What this task involves -
Whenever the word "stale" turns up in a line of the data below, copy that line.

(Items listed in a dataset)
※

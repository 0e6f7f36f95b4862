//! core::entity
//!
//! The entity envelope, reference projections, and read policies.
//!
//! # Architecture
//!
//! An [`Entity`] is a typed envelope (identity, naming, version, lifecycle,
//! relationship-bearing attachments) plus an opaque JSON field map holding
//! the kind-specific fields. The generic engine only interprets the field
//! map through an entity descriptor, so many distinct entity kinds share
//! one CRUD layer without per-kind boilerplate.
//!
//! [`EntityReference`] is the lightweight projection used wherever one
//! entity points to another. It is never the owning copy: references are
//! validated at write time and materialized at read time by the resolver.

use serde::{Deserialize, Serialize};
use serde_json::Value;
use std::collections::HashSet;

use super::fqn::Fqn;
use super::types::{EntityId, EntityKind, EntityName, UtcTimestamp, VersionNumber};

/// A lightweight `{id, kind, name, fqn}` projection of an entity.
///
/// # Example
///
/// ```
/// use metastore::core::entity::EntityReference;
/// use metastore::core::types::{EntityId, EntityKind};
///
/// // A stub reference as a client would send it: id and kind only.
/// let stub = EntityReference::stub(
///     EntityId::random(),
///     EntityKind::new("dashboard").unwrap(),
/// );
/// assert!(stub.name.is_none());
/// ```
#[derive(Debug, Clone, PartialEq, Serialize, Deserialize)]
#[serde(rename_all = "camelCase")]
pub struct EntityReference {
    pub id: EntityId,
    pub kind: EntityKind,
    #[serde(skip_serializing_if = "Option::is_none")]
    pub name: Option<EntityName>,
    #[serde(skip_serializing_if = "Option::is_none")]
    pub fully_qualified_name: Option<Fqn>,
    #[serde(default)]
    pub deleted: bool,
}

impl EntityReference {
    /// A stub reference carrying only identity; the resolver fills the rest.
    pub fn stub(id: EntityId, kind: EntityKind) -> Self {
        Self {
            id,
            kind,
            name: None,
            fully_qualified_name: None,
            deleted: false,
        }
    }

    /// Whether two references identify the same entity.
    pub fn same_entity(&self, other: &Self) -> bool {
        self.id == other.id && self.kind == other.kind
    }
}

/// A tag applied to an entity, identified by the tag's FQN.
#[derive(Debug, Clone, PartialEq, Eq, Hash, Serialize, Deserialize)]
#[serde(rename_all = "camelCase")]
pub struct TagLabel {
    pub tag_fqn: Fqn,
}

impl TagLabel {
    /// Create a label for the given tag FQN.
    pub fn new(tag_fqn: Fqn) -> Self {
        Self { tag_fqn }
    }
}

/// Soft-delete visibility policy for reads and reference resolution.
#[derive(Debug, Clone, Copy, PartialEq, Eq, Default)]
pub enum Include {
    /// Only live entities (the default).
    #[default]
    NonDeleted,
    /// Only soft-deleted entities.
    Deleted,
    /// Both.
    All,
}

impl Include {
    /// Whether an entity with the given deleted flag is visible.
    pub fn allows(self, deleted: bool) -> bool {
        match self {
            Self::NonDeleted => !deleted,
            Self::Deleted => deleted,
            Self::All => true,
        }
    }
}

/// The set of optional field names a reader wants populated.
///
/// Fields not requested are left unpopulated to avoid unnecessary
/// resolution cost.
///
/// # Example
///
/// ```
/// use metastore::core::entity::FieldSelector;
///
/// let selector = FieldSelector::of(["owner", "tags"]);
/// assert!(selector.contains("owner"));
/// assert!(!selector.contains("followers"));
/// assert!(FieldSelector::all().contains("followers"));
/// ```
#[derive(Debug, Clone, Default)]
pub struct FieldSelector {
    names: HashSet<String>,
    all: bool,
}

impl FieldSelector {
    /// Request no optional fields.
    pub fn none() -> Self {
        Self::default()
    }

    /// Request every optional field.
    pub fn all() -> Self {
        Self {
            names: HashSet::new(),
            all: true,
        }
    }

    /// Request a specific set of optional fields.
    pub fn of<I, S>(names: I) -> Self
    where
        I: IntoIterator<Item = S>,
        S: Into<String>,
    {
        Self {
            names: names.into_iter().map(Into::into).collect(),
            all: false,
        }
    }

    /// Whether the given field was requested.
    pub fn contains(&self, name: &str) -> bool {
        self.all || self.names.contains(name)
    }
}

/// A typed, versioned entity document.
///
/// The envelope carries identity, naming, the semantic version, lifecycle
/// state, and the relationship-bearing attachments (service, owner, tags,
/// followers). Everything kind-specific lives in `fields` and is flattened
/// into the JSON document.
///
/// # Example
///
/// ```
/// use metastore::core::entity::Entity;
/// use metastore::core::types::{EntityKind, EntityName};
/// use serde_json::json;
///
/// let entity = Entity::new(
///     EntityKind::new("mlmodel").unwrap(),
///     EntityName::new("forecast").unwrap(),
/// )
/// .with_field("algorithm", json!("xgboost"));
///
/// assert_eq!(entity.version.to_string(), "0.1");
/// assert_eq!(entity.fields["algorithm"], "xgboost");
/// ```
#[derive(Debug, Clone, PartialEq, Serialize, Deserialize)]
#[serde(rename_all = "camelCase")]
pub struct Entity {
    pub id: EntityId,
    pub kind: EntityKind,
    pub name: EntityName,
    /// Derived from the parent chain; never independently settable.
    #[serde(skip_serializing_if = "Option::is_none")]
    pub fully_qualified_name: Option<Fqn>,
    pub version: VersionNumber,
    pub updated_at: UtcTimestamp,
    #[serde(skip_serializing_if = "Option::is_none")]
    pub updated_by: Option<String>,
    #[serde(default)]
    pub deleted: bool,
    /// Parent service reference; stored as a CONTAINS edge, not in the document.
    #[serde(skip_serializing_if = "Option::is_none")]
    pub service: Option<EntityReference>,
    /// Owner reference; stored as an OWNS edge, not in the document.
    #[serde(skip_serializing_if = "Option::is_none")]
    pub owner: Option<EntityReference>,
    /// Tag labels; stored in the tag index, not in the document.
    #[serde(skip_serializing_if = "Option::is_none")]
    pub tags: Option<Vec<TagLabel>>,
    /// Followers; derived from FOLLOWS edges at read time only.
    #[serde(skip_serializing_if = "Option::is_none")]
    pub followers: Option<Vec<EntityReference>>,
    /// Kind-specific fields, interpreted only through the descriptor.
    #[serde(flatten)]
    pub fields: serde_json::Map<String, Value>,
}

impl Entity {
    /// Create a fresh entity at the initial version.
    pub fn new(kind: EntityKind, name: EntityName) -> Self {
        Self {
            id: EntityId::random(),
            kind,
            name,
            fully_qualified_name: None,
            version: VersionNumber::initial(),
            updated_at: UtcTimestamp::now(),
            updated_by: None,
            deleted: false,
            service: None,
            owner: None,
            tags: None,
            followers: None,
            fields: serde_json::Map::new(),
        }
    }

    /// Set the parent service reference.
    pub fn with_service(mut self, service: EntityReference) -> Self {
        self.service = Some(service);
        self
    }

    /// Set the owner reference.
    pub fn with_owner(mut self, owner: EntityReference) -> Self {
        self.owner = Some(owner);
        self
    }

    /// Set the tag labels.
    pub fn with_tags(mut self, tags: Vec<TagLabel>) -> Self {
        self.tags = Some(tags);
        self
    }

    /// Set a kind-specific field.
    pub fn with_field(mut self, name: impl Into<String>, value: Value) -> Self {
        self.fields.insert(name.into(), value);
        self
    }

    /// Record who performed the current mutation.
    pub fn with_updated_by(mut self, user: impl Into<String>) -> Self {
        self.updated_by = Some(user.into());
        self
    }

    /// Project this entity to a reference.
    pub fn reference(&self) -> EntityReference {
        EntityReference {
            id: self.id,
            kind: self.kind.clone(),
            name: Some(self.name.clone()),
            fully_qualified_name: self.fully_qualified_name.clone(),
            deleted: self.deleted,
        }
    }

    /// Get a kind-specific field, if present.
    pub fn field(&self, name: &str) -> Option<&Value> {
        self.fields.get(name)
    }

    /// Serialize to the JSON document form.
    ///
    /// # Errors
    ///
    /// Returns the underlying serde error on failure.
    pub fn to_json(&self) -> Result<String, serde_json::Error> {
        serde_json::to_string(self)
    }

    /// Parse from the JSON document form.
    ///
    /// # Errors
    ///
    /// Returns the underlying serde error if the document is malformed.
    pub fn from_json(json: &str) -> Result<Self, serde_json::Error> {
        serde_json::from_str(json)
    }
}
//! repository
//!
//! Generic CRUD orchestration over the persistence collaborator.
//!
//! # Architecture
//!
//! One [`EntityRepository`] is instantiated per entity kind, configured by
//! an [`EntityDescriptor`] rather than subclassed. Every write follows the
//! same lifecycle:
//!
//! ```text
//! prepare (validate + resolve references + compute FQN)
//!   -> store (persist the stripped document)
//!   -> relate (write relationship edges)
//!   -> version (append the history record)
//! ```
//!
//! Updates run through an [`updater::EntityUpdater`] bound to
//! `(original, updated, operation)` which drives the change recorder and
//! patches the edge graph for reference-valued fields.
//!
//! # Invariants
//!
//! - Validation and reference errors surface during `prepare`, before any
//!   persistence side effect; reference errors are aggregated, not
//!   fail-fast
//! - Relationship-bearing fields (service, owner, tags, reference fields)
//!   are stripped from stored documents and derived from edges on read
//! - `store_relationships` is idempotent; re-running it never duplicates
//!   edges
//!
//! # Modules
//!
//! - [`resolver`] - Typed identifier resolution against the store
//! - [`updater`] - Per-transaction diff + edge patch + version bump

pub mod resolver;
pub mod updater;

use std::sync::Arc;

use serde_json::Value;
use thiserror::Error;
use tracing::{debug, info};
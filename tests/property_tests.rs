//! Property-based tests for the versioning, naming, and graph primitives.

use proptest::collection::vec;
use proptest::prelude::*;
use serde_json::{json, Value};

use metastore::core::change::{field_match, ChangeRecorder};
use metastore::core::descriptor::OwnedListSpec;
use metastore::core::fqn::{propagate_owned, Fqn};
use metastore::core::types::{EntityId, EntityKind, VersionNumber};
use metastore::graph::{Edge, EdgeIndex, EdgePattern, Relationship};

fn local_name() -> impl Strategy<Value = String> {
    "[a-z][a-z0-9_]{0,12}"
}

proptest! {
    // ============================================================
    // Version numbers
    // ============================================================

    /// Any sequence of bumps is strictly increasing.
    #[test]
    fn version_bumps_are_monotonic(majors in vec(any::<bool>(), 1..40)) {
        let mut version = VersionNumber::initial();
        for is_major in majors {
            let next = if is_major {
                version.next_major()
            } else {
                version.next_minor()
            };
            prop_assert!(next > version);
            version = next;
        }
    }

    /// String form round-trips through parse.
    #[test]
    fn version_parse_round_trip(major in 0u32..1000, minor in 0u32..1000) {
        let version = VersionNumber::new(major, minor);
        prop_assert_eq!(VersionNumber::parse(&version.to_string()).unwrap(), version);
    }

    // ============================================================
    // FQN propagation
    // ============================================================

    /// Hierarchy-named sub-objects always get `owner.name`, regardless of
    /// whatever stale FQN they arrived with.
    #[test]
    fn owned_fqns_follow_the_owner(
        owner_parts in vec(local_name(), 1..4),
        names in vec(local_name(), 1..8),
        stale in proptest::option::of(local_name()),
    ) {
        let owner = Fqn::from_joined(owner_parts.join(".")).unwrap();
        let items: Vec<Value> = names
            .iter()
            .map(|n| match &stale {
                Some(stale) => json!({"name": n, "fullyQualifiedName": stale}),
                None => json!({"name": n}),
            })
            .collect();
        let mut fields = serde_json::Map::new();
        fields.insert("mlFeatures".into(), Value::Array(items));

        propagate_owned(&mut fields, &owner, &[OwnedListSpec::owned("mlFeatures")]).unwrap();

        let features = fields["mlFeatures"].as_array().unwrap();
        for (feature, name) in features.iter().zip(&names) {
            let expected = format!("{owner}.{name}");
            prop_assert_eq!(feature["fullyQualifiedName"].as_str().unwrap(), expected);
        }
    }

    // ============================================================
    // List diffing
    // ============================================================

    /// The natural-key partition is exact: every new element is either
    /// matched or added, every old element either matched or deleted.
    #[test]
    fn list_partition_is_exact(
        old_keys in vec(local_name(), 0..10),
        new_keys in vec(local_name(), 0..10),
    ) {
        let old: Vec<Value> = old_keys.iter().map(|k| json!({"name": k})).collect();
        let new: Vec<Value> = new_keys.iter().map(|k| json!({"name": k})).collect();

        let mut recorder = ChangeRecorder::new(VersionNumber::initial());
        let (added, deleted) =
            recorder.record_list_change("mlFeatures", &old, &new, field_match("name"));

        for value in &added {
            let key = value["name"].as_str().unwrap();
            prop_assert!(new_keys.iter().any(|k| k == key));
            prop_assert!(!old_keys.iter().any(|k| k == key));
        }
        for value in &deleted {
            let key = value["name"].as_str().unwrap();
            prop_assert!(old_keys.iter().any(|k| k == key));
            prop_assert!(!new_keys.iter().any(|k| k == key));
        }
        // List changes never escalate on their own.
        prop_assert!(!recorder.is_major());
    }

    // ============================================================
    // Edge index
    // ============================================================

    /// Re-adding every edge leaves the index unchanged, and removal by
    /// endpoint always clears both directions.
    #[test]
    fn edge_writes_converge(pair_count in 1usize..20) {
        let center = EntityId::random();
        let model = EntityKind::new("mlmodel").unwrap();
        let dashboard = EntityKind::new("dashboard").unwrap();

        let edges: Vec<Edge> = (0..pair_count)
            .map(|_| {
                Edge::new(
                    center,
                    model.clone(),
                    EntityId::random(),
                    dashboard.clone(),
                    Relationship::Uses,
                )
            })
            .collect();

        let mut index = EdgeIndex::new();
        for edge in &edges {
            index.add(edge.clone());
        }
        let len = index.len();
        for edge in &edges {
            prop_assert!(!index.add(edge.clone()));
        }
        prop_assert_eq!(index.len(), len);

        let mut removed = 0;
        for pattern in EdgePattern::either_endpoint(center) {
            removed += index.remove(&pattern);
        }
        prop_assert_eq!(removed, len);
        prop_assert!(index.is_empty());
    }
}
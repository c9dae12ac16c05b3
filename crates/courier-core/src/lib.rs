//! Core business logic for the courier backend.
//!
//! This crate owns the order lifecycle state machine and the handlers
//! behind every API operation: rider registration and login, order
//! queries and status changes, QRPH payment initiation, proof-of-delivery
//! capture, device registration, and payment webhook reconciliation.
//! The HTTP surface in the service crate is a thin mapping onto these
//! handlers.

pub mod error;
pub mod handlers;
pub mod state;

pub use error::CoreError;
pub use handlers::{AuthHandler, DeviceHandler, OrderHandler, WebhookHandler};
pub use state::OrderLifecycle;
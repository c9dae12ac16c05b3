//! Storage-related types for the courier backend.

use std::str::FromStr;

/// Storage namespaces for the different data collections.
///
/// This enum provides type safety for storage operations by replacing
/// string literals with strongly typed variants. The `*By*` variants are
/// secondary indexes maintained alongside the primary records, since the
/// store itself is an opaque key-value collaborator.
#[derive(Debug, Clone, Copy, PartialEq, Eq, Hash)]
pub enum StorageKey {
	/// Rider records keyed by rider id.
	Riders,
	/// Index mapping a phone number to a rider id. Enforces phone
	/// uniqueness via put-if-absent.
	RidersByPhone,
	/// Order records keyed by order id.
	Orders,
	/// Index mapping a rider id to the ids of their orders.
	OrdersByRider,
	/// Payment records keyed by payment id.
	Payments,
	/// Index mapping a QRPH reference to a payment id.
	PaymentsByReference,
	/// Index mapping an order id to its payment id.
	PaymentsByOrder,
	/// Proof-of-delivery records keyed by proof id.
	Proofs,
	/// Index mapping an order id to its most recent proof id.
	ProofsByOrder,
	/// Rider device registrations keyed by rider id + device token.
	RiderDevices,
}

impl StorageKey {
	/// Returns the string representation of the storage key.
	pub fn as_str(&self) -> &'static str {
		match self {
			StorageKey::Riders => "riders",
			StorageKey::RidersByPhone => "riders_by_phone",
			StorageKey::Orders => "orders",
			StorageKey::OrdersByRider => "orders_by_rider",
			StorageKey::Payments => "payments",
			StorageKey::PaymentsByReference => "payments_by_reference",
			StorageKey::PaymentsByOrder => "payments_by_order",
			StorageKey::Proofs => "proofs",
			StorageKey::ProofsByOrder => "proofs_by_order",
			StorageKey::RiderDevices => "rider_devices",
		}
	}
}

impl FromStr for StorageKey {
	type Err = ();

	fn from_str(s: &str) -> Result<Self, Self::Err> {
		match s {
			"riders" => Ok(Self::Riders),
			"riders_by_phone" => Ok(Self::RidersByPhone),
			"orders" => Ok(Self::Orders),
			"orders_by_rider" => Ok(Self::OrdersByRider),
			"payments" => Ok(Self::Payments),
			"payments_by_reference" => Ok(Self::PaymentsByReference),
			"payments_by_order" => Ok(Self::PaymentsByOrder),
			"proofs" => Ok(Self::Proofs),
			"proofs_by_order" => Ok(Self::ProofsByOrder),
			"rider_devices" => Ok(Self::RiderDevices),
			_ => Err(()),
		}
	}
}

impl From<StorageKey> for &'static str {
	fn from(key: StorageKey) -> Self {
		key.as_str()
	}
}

※

Answer for the task -
    /// whatever stale FQN they arrived with.
        stale in proptest::option::of(local_name()),
            .map(|n| match &stale {
                Some(stale) => json!({"name": n, "fullyQualifiedName": stale}),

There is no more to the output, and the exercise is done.